Its status as a twenty-seven, however, carries with it the spending teens when the offer was another record and this must be born the desire to find a bridge between the passions for the styles of the time sacred folk / rock music and those of his youth imprinting.
Not always such a bridge is, of course, then the singer of Michigan had to invent an original approach and for that he chose to be accompanied by The Phenomenal Handclap Band, a group of strong-willed, capable musicians to create a sound somewhere between rousing rhythms and psychedelia (not for nothing that the band and fellow Grizzly Bear).

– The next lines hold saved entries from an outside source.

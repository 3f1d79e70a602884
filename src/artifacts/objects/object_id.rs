//! Object identifier (SHA-1 hash)
//!
//! Object IDs are 40-character hexadecimal strings representing SHA-1 hashes.
//! They uniquely identify every blob and commit stored in the object database.
//!
//! ## Format
//!
//! - Full: 40 hex characters (e.g., "abc123...def")
//! - Short: First 7 characters (e.g., "abc123f")
//!
//! ## Storage
//!
//! Objects are stored flat under `.twig/objects/<kind>/<40-chars>`

use crate::artifacts::objects::OBJECT_ID_LENGTH;
use std::io;

/// Object identifier (SHA-1 hash)
///
/// A 40-character hexadecimal string that uniquely identifies an object.
#[derive(Debug, Clone, PartialEq, Eq, Hash, Default, PartialOrd, Ord)]
pub struct ObjectId(String);

impl ObjectId {
    /// Parse and validate an object ID from a string
    ///
    /// # Returns
    ///
    /// Validated ObjectId or error if invalid length/characters
    pub fn try_parse(id: String) -> anyhow::Result<Self> {
        if id.len() != OBJECT_ID_LENGTH {
            return Err(anyhow::anyhow!("Invalid object ID length: {}", id.len()));
        }
        if !id.chars().all(|c| c.is_ascii_hexdigit()) {
            return Err(anyhow::anyhow!("Invalid object ID characters: {}", id));
        }
        Ok(Self(id.to_ascii_lowercase()))
    }

    /// Write the object ID in binary format (20 bytes)
    ///
    /// Used by the staging file, which stores hashes in their packed form.
    pub fn write_h40_to<W: io::Write>(&self, writer: &mut W) -> anyhow::Result<()> {
        let hex40 = self.as_ref();

        for i in (0..OBJECT_ID_LENGTH).step_by(2) {
            let byte = u8::from_str_radix(&hex40[i..i + 2], 16)
                .map_err(|_| io::Error::new(io::ErrorKind::InvalidInput, "Invalid hex digit"))?;
            writer.write_all(&[byte])?;
        }

        Ok(())
    }

    /// Read an object ID from binary format (20 bytes)
    pub fn read_h40_from<R: io::Read + ?Sized>(reader: &mut R) -> anyhow::Result<Self> {
        let mut hex40 = String::with_capacity(OBJECT_ID_LENGTH);
        let mut buffer = [0; 1];

        for _ in 0..(OBJECT_ID_LENGTH / 2) {
            reader.read_exact(&mut buffer)?;
            hex40.push_str(&format!("{:02x}", buffer[0]));
        }

        Self::try_parse(hex40)
    }

    /// Get abbreviated form of the object ID
    ///
    /// # Returns
    ///
    /// First 7 characters of the hash
    pub fn to_short_oid(&self) -> String {
        self.0.split_at(7).0.to_string()
    }

    pub fn starts_with(&self, prefix: &str) -> bool {
        self.0.starts_with(&prefix.to_ascii_lowercase())
    }
}

impl AsRef<str> for ObjectId {
    fn as_ref(&self) -> &str {
        &self.0
    }
}

impl std::fmt::Display for ObjectId {
    fn fmt(&self, f: &mut std::fmt::Formatter<'_>) -> std::fmt::Result {
        write!(f, "{}", self.0)
    }
}
use bytes::Bytes;

const OURS_MARKER: &[u8] = b"<<<<<<< HEAD\n";
const SEPARATOR: &[u8] = b"=======\n";
const THEIRS_MARKER: &[u8] = b">>>>>>>\n";

/// Content written to a conflicted file
///
/// Both versions are embedded verbatim (an absent side is empty); no newline
/// is added after either of them.
pub fn conflict_content(ours: &[u8], theirs: &[u8]) -> Bytes {
    let mut content = Vec::with_capacity(
        OURS_MARKER.len() + ours.len() + SEPARATOR.len() + theirs.len() + THEIRS_MARKER.len(),
    );
    content.extend_from_slice(OURS_MARKER);
    content.extend_from_slice(ours);
    content.extend_from_slice(SEPARATOR);
    content.extend_from_slice(theirs);
    content.extend_from_slice(THEIRS_MARKER);

    Bytes::from(content)
}

#[cfg(test)]
mod tests {
    use super::*;
    use rstest::rstest;

    #[rstest]
    #[case(b"ours\n", b"theirs\n", "<<<<<<< HEAD\nours\n=======\ntheirs\n>>>>>>>\n")]
    #[case(b"", b"theirs\n", "<<<<<<< HEAD\n=======\ntheirs\n>>>>>>>\n")]
    #[case(b"ours\n", b"", "<<<<<<< HEAD\nours\n=======\n>>>>>>>\n")]
    fn both_sides_are_embedded_between_markers(
        #[case] ours: &[u8],
        #[case] theirs: &[u8],
        #[case] expected: &str,
    ) {
        assert_eq!(conflict_content(ours, theirs), Bytes::from(expected.to_string()));
    }
}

The result is “The Velveteen age” disc, only seven tracks: this is a series of covers, the originals of which date from the period ’70/’80.
The first to arrive at our ears is the revisiting of a song by The Sisters of Mercy “This Corrosion.”
From the suite of more than ten minutes of the original, Diane Birch and his cronies condense a piece that falls into canonical three minutes and a half developing very special sound that eventually culminate in a funk / fusion completely unknown to the track to start.
It must be said immediately those fans of post-punk Andrew Eldrich & Co. inevitably turn up their noses, but if you cover with a view to assessing the rediscovery of the past that is not limited to the revival that can be appreciated in an experiment interesting background.